Residuals are around value of 0.

Conclusion: Due to the residuals are around value of 0, thus linearity assumption is fulfilled.

Status: Linearity assumption [Fulfilled].

Additional test for linearity

hist(credit_lm2$residuals)

Linear regression model is expected to have error that are normally distributed. the above chart displayed that the error are focussed on value of 0 thus linearity assumption are fulfilled.

  1. Normality
shapiro.test(credit_lm2$residuals)
#> 
#>  Shapiro-Wilk normality test
#> 
#> data:  credit_lm2$residuals
#> W = 0.89477, p-value < 0.00000000000000022

Conclusion: the null hypothesis is that the residuals follow normal distribution. With p-value < 0.05, we can conclude that our hypothesis is rejected, and our residuals are not following the normal distribution.

Status: Normality assumption [Not Fulfilled].

  1. Autocorrelation
durbinWatsonTest(credit_lm2)
#>  lag Autocorrelation D-W Statistic p-value
#>    1     0.001180496      1.997127   0.912
#>  Alternative hypothesis: rho != 0

Conclusion: The result shows that the null hypothesis is accepted, meaning that our residual has no autocorrelation.
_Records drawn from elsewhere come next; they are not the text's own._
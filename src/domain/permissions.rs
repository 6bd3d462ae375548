//! Permission catalog and the legacy role mapping.
//!
//! Permission names are dotted strings (`leaves.approve`). The catalog
//! drives seeding and the grouped display the role editor uses. The
//! legacy mapping is the static source (a) of the permission resolver;
//! the relational join and the denormalized JSON column are the other
//! two sources, unioned at resolution time.

use crate::domain::LegacyRole;
use serde::Serialize;

// Employee directory
pub const USERS_VIEW: &str = "users.view";
pub const USERS_CREATE: &str = "users.create";
pub const USERS_EDIT: &str = "users.edit";
pub const USERS_DEACTIVATE: &str = "users.deactivate";
pub const USERS_ASSIGN_ROLE: &str = "users.assign_role";

// Role administration
pub const ROLES_VIEW: &str = "roles.view";
pub const ROLES_MANAGE: &str = "roles.manage";

// Leave requests
pub const LEAVES_VIEW: &str = "leaves.view";
pub const LEAVES_CREATE: &str = "leaves.create";
pub const LEAVES_VIEW_TEAM: &str = "leaves.view_team";
pub const LEAVES_APPROVE: &str = "leaves.approve";

// Attendance
pub const ATTENDANCE_VIEW: &str = "attendance.view";
pub const ATTENDANCE_RECORD: &str = "attendance.record";
pub const ATTENDANCE_VIEW_TEAM: &str = "attendance.view_team";

// Expense reports
pub const EXPENSES_VIEW: &str = "expenses.view";
pub const EXPENSES_CREATE: &str = "expenses.create";
pub const EXPENSES_VIEW_TEAM: &str = "expenses.view_team";
pub const EXPENSES_APPROVE: &str = "expenses.approve";

// Announcements
pub const ANNOUNCEMENTS_VIEW: &str = "announcements.view";
pub const ANNOUNCEMENTS_MANAGE: &str = "announcements.manage";

// Projects and tasks
pub const PROJECTS_VIEW: &str = "projects.view";
pub const PROJECTS_MANAGE: &str = "projects.manage";
pub const TASKS_VIEW: &str = "tasks.view";
pub const TASKS_CREATE: &str = "tasks.create";
pub const TASKS_EDIT: &str = "tasks.edit";

// Performance reviews
pub const REVIEWS_VIEW: &str = "reviews.view";
pub const REVIEWS_VIEW_TEAM: &str = "reviews.view_team";
pub const REVIEWS_MANAGE: &str = "reviews.manage";

// Reporting
pub const REPORTS_VIEW: &str = "reports.view";
pub const REPORTS_CREATE: &str = "reports.create";

// System
pub const AUDIT_VIEW: &str = "audit.view";
pub const SETTINGS_MANAGE: &str = "settings.manage";

/// Wildcard held by super-admins. The permission guard never treats it
/// as a match for other names; callers wanting a blanket bypass must
/// check for it explicitly.
pub const SYSTEM_ADMIN: &str = "system.admin";

/// Catalog entry used for seeding and the grouped role-editor display.
#[derive(Debug, Clone, Copy, Serialize)]
pub struct PermissionDef {
    pub key: &'static str,
    pub label: &'static str,
    pub description: &'static str,
    pub category: &'static str,
}

/// Every permission the system ships with. Lazily created permissions
/// (unknown names submitted through the role editor) live outside this
/// table and get a derived label and category.
pub const CATALOG: &[PermissionDef] = &[
    PermissionDef { key: USERS_VIEW, label: "View employees", description: "Browse the employee directory", category: "users" },
    PermissionDef { key: USERS_CREATE, label: "Create employees", description: "Add accounts to the directory", category: "users" },
    PermissionDef { key: USERS_EDIT, label: "Edit employees", description: "Change profile fields of any employee", category: "users" },
    PermissionDef { key: USERS_DEACTIVATE, label: "Deactivate employees", description: "Disable accounts without deleting them", category: "users" },
    PermissionDef { key: USERS_ASSIGN_ROLE, label: "Assign roles", description: "Attach or detach a role on an employee", category: "users" },
    PermissionDef { key: ROLES_VIEW, label: "View roles", description: "Read roles and the permission catalog", category: "roles" },
    PermissionDef { key: ROLES_MANAGE, label: "Manage roles", description: "Create, edit and delete roles", category: "roles" },
    PermissionDef { key: LEAVES_VIEW, label: "View own leaves", description: "Read your own leave requests", category: "leaves" },
    PermissionDef { key: LEAVES_CREATE, label: "Request leave", description: "Submit leave requests", category: "leaves" },
    PermissionDef { key: LEAVES_VIEW_TEAM, label: "View team leaves", description: "Read leave requests across the team", category: "leaves" },
    PermissionDef { key: LEAVES_APPROVE, label: "Decide leaves", description: "Approve or reject pending leave requests", category: "leaves" },
    PermissionDef { key: ATTENDANCE_VIEW, label: "View own attendance", description: "Read your own attendance records", category: "attendance" },
    PermissionDef { key: ATTENDANCE_RECORD, label: "Record attendance", description: "Clock in and out", category: "attendance" },
    PermissionDef { key: ATTENDANCE_VIEW_TEAM, label: "View team attendance", description: "Read attendance across the team", category: "attendance" },
    PermissionDef { key: EXPENSES_VIEW, label: "View own expenses", description: "Read your own expense reports", category: "expenses" },
    PermissionDef { key: EXPENSES_CREATE, label: "Submit expenses", description: "File expense reports", category: "expenses" },
    PermissionDef { key: EXPENSES_VIEW_TEAM, label: "View team expenses", description: "Read expense reports across the team", category: "expenses" },
    PermissionDef { key: EXPENSES_APPROVE, label: "Decide expenses", description: "Approve or reject pending expense reports", category: "expenses" },
    PermissionDef { key: ANNOUNCEMENTS_VIEW, label: "View announcements", description: "Read company announcements", category: "announcements" },
    PermissionDef { key: ANNOUNCEMENTS_MANAGE, label: "Manage announcements", description: "Publish, pin, edit and delete announcements", category: "announcements" },
    PermissionDef { key: PROJECTS_VIEW, label: "View projects", description: "Read projects", category: "projects" },
    PermissionDef { key: PROJECTS_MANAGE, label: "Manage projects", description: "Create, edit and archive projects", category: "projects" },
    PermissionDef { key: TASKS_VIEW, label: "View tasks", description: "Read tasks", category: "tasks" },
    PermissionDef { key: TASKS_CREATE, label: "Create tasks", description: "Create and assign tasks", category: "tasks" },
    PermissionDef { key: TASKS_EDIT, label: "Edit tasks", description: "Edit any task, including status", category: "tasks" },
    PermissionDef { key: REVIEWS_VIEW, label: "View own reviews", description: "Read reviews about yourself", category: "reviews" },
    PermissionDef { key: REVIEWS_VIEW_TEAM, label: "View team reviews", description: "Read reviews across the team", category: "reviews" },
    PermissionDef { key: REVIEWS_MANAGE, label: "Manage reviews", description: "Write, edit and submit reviews", category: "reviews" },
    PermissionDef { key: REPORTS_VIEW, label: "View reports", description: "See org-wide dashboard aggregates", category: "reports" },
    PermissionDef { key: REPORTS_CREATE, label: "Create reports", description: "Export reporting data", category: "reports" },
    PermissionDef { key: AUDIT_VIEW, label: "View audit log", description: "Read the audit trail", category: "system" },
    PermissionDef { key: SETTINGS_MANAGE, label: "Manage settings", description: "Read and change server configuration", category: "system" },
    PermissionDef { key: SYSTEM_ADMIN, label: "System administrator", description: "Wildcard for explicit admin-only checks", category: "system" },
];

const EMPLOYEE_GRANTS: &[&str] = &[
    LEAVES_VIEW,
    LEAVES_CREATE,
    ATTENDANCE_VIEW,
    ATTENDANCE_RECORD,
    EXPENSES_VIEW,
    EXPENSES_CREATE,
    ANNOUNCEMENTS_VIEW,
    PROJECTS_VIEW,
    TASKS_VIEW,
    REVIEWS_VIEW,
];

const MANAGER_GRANTS: &[&str] = &[
    USERS_VIEW,
    LEAVES_VIEW_TEAM,
    LEAVES_APPROVE,
    ATTENDANCE_VIEW_TEAM,
    EXPENSES_VIEW_TEAM,
    TASKS_CREATE,
    TASKS_EDIT,
    REVIEWS_VIEW_TEAM,
    REVIEWS_MANAGE,
];

const RH_GRANTS: &[&str] = &[
    USERS_CREATE,
    USERS_EDIT,
    EXPENSES_APPROVE,
    ANNOUNCEMENTS_MANAGE,
    REPORTS_VIEW,
    REPORTS_CREATE,
];

const ADMIN_GRANTS: &[&str] = &[
    USERS_DEACTIVATE,
    USERS_ASSIGN_ROLE,
    ROLES_VIEW,
    ROLES_MANAGE,
    PROJECTS_MANAGE,
    AUDIT_VIEW,
    SETTINGS_MANAGE,
];

/// View-only fallback for users with neither a legacy role nor a
/// relational role.
pub const DEFAULT_PERMISSIONS: &[&str] = &[
    ANNOUNCEMENTS_VIEW,
    LEAVES_VIEW,
    ATTENDANCE_VIEW,
    EXPENSES_VIEW,
    TASKS_VIEW,
    REVIEWS_VIEW,
];

/// Static mapping from a legacy role to its fixed permission list.
///
/// Tiers are cumulative: every role carries everything the tier below
/// it has, matching how the legacy system escalated access.
#[must_use]
pub fn legacy_role_permissions(role: LegacyRole) -> Vec<&'static str> {
    match role {
        LegacyRole::Employee => EMPLOYEE_GRANTS.to_vec(),
        LegacyRole::Manager => [EMPLOYEE_GRANTS, MANAGER_GRANTS].concat(),
        LegacyRole::Rh => [EMPLOYEE_GRANTS, MANAGER_GRANTS, RH_GRANTS].concat(),
        LegacyRole::Admin => [EMPLOYEE_GRANTS, MANAGER_GRANTS, RH_GRANTS, ADMIN_GRANTS].concat(),
        LegacyRole::SuperAdmin => {
            let mut all = [EMPLOYEE_GRANTS, MANAGER_GRANTS, RH_GRANTS, ADMIN_GRANTS].concat();
            all.push(SYSTEM_ADMIN);
            all
        }
    }
}

/// Display category of a permission name: the segment before the first
/// dot, or "general" for un-dotted names.
#[must_use]
pub fn category_of(name: &str) -> &str {
    name.split_once('.').map_or("general", |(prefix, _)| prefix)
}

/// Human label derived from a permission name, used when a role submits
/// a name the catalog does not know and the row is created lazily.
#[must_use]
pub fn label_for(name: &str) -> String {
    if let Some(def) = CATALOG.iter().find(|d| d.key == name) {
        return def.label.to_string();
    }
    let mut label: String = name
        .chars()
        .map(|c| if c == '.' || c == '_' { ' ' } else { c })
        .collect();
    if let Some(first) = label.get_mut(0..1) {
        first.make_ascii_uppercase();
    }
    label
}

#[cfg(test)]
mod tests {
    use super::*;
    use std::collections::HashSet;

    #[test]
    fn catalog_keys_are_unique() {
        let mut seen = HashSet::new();
        for def in CATALOG {
            assert!(seen.insert(def.key), "duplicate catalog key {}", def.key);
        }
    }

    #[test]
    fn catalog_categories_match_name_prefixes() {
        for def in CATALOG {
            assert_eq!(def.category, category_of(def.key), "category mismatch for {}", def.key);
        }
    }

    #[test]
    fn legacy_tiers_are_cumulative() {
        let employee: HashSet<_> = legacy_role_permissions(LegacyRole::Employee).into_iter().collect();
        let manager: HashSet<_> = legacy_role_permissions(LegacyRole::Manager).into_iter().collect();
        let rh: HashSet<_> = legacy_role_permissions(LegacyRole::Rh).into_iter().collect();
        let admin: HashSet<_> = legacy_role_permissions(LegacyRole::Admin).into_iter().collect();
        let superadmin: HashSet<_> =
            legacy_role_permissions(LegacyRole::SuperAdmin).into_iter().collect();

        assert!(employee.is_subset(&manager));
        assert!(manager.is_subset(&rh));
        assert!(rh.is_subset(&admin));
        assert!(admin.is_subset(&superadmin));
        assert!(superadmin.contains(SYSTEM_ADMIN));
        assert!(!admin.contains(SYSTEM_ADMIN));
    }

    #[test]
    fn every_mapped_permission_is_in_the_catalog() {
        let catalog: HashSet<_> = CATALOG.iter().map(|d| d.key).collect();
        for role in LegacyRole::ALL {
            for perm in legacy_role_permissions(role) {
                assert!(catalog.contains(perm), "{perm} missing from catalog");
            }
        }
        for perm in DEFAULT_PERMISSIONS {
            assert!(catalog.contains(perm), "{perm} missing from catalog");
        }
    }

    #[test]
    fn derived_labels() {
        assert_eq!(label_for(LEAVES_APPROVE), "Decide leaves");
        assert_eq!(label_for("payroll.export_sepa"), "Payroll export sepa");
        assert_eq!(label_for(""), "");
    }

    #[test]
    fn categories() {
        assert_eq!(category_of("leaves.approve"), "leaves");
        assert_eq!(category_of("nodot"), "general");
    }
}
Status: No autocorrelation assumption [Fulfilled].

  1. Homoscedasticity of Residuals (No Heterocedasticity)
bptest(credit_lm2)
#> 
#>  studentized Breusch-Pagan test
#> 
#> data:  credit_lm2
#> BP = 138.57, df = 7, p-value < 0.00000000000000022
resact %>% ggplot(aes(fitted, residual)) + geom_point() + theme_light() + geom_hline(aes(yintercept = 0))

Conclusion: We can observe that on lower fitted values, the residuals are concentrated around the value of 0. As the fitted value increases, the residuals are also got bigger. Second way to detect heterocesdasticity is using the Breusch-Pagan test, with null hypothesis is there is no heterocesdasticity. With p-value < 0.05, we can conclude that heterocesdasticity is present in our model.
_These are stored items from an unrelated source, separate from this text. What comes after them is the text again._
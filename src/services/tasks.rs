//! Domain service for projects and their tasks.

use chrono::NaiveDate;
use thiserror::Error;
use tracing::info;

use crate::db::{NewTask, Store, TaskUpdate};
use crate::domain::TaskStatus;
use crate::domain::events::NotificationEvent;
use crate::entities::{projects, tasks};
use crate::services::Notifier;

/// Errors specific to project and task operations.
#[derive(Debug, Error)]
pub enum TaskError {
    #[error("Project not found")]
    ProjectNotFound,

    #[error("Task not found")]
    NotFound,

    #[error("Validation failed: {0}")]
    Validation(String),

    #[error("Conflict: {0}")]
    Conflict(String),

    #[error("Forbidden: {0}")]
    Forbidden(String),

    #[error("Internal error: {0}")]
    Internal(String),
}

impl From<anyhow::Error> for TaskError {
    fn from(err: anyhow::Error) -> Self {
        Self::Internal(err.to_string())
    }
}

#[derive(Clone)]
pub struct TaskService {
    store: Store,
    notifier: Notifier,
}

impl TaskService {
    #[must_use]
    pub const fn new(store: Store, notifier: Notifier) -> Self {
        Self { store, notifier }
    }

    pub async fn create_project(
        &self,
        name: &str,
        description: Option<String>,
    ) -> Result<projects::Model, TaskError> {
        if name.trim().is_empty() {
            return Err(TaskError::Validation("Project name is required".to_string()));
        }

        if self.store.get_project_by_name(name.trim()).await?.is_some() {
            return Err(TaskError::Conflict(format!(
                "Project '{}' already exists",
                name.trim()
            )));
        }

        let project = self.store.create_project(name.trim(), description).await?;

        info!(project_id = project.id, name = %project.name, "Project created");

        Ok(project)
    }

    pub async fn update_project(
        &self,
        id: i32,
        name: &str,
        description: Option<String>,
        archived: bool,
    ) -> Result<projects::Model, TaskError> {
        if name.trim().is_empty() {
            return Err(TaskError::Validation("Project name is required".to_string()));
        }

        if let Some(other) = self.store.get_project_by_name(name.trim()).await?
            && other.id != id
        {
            return Err(TaskError::Conflict(format!(
                "Project '{}' already exists",
                name.trim()
            )));
        }

        self.store
            .update_project(id, name.trim(), description, archived)
            .await?
            .ok_or(TaskError::ProjectNotFound)
    }

    pub async fn create_task(&self, new: NewTask) -> Result<tasks::Model, TaskError> {
        self.validate_task_fields(&new.title, new.project_id, new.assignee_id, new.due_date.as_deref())
            .await?;

        let task = self.store.create_task(new).await?;

        info!(task_id = task.id, title = %task.title, "Task created");

        if let Some(assignee_id) = task.assignee_id {
            self.notify_assignee(&task, assignee_id).await?;
        }

        Ok(task)
    }

    pub async fn update_task(&self, id: i32, update: TaskUpdate) -> Result<tasks::Model, TaskError> {
        let existing = self.store.get_task(id).await?.ok_or(TaskError::NotFound)?;

        self.validate_task_fields(
            &update.title,
            update.project_id,
            update.assignee_id,
            update.due_date.as_deref(),
        )
        .await?;

        let new_assignee = update.assignee_id;
        let task = self
            .store
            .update_task(id, update)
            .await?
            .ok_or(TaskError::NotFound)?;

        if let Some(assignee_id) = new_assignee
            && existing.assignee_id != Some(assignee_id)
        {
            self.notify_assignee(&task, assignee_id).await?;
        }

        Ok(task)
    }

    /// Moves a task to a new status. Allowed for the assignee or anyone
    /// holding the task-edit permission.
    pub async fn transition(
        &self,
        id: i32,
        status: &str,
        actor_id: i32,
        actor_can_edit: bool,
    ) -> Result<tasks::Model, TaskError> {
        let status = TaskStatus::parse(status)
            .ok_or_else(|| TaskError::Validation(format!("Unknown task status '{status}'")))?;

        let task = self.store.get_task(id).await?.ok_or(TaskError::NotFound)?;

        if task.assignee_id != Some(actor_id) && !actor_can_edit {
            return Err(TaskError::Forbidden(
                "Only the assignee or a task editor can change the status".to_string(),
            ));
        }

        let task = self
            .store
            .set_task_status(id, status)
            .await?
            .ok_or(TaskError::NotFound)?;

        info!(task_id = id, status = %status, actor_id, "Task status changed");

        if status == TaskStatus::Done {
            self.notifier.broadcast(NotificationEvent::TaskCompleted {
                task_id: task.id,
                title: task.title.clone(),
            });
        }

        Ok(task)
    }

    async fn validate_task_fields(
        &self,
        title: &str,
        project_id: Option<i32>,
        assignee_id: Option<i32>,
        due_date: Option<&str>,
    ) -> Result<(), TaskError> {
        if title.trim().is_empty() {
            return Err(TaskError::Validation("Task title is required".to_string()));
        }

        if let Some(pid) = project_id
            && self.store.get_project(pid).await?.is_none()
        {
            return Err(TaskError::ProjectNotFound);
        }

        if let Some(uid) = assignee_id {
            let assignee = self.store.get_user_by_id(uid).await?;
            if !assignee.is_some_and(|u| u.active) {
                return Err(TaskError::Validation(
                    "Assignee not found or inactive".to_string(),
                ));
            }
        }

        if let Some(date) = due_date
            && NaiveDate::parse_from_str(date, "%Y-%m-%d").is_err()
        {
            return Err(TaskError::Validation(format!(
                "'{date}' is not a YYYY-MM-DD date"
            )));
        }

        Ok(())
    }

    async fn notify_assignee(&self, task: &tasks::Model, assignee_id: i32) -> Result<(), TaskError> {
        self.notifier
            .notify_user(
                assignee_id,
                "task_assigned",
                &format!("You were assigned the task '{}'", task.title),
                Some("task"),
                Some(task.id),
            )
            .await?;

        self.notifier.broadcast(NotificationEvent::TaskAssigned {
            task_id: task.id,
            title: task.title.clone(),
            assignee_id,
        });

        Ok(())
    }
}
Status: Homoscedasticity of Residuals assumption [Not Fulfilled].

  1. Multicollinearity
vif(credit_lm2)
#>                          GVIF Df GVIF^(1/(2*Df))
#> months_loan_duration 1.112548  1        1.054774
#> percent_of_income    1.027793  1        1.013801
#> job                  1.255754  3        1.038686
#> phone                1.210974  1        1.100443
#> default              1.054460  1        1.026869

Conclusion:Multicollinearity mean that there is a correlation between the independent variables/predictors. To check the multicollinearity, we can measure the varianec inflation factor (VIF). As a rule of thumb, a VIF value that exceeds 5 or 10 indicates a problematic amount of collinearity. Thus no multicollinearity detected.

Status: No Multicollinearity assumption [Fulfilled].

Final Conclusion of Assumption From 5 assumption tests, it is concluded that: 1. Linearity -> [Fulfilled] 2. Normality of Residuals -> [Not Fulfilled] 3. No Autocorrelation -> [Fulfilled] 4. Homoscedasticity of Residuals -> [Not Fulfilled] 5. No Multicollinearity -> [Fulfilled]

Based on assumption test, credit_lm2 model is able to fulfill 3 from 5 total test which is linearity, no autocorrelation and no multicollinearity. But from 5 assumption, the two that is mandatory to be fulfilled are linearity and no multicollinearity. Thus the model is usable.

Conclusion

Variables that are useful to describe the variances in credit amount are months_loan_duration, percent_of_income, job, phone, default. Our final model has satisfied the classical assumptions. The R-squared of the model is sufficient, with 54.9% of the variables can explain the variances in the credit amount. The accuracy of the model in predicting the car price is measured with RMSE, in which that our model may slightly overfit the traning dataset.

We have already learn how to build a linear regression model and what need to be concerned when building the model.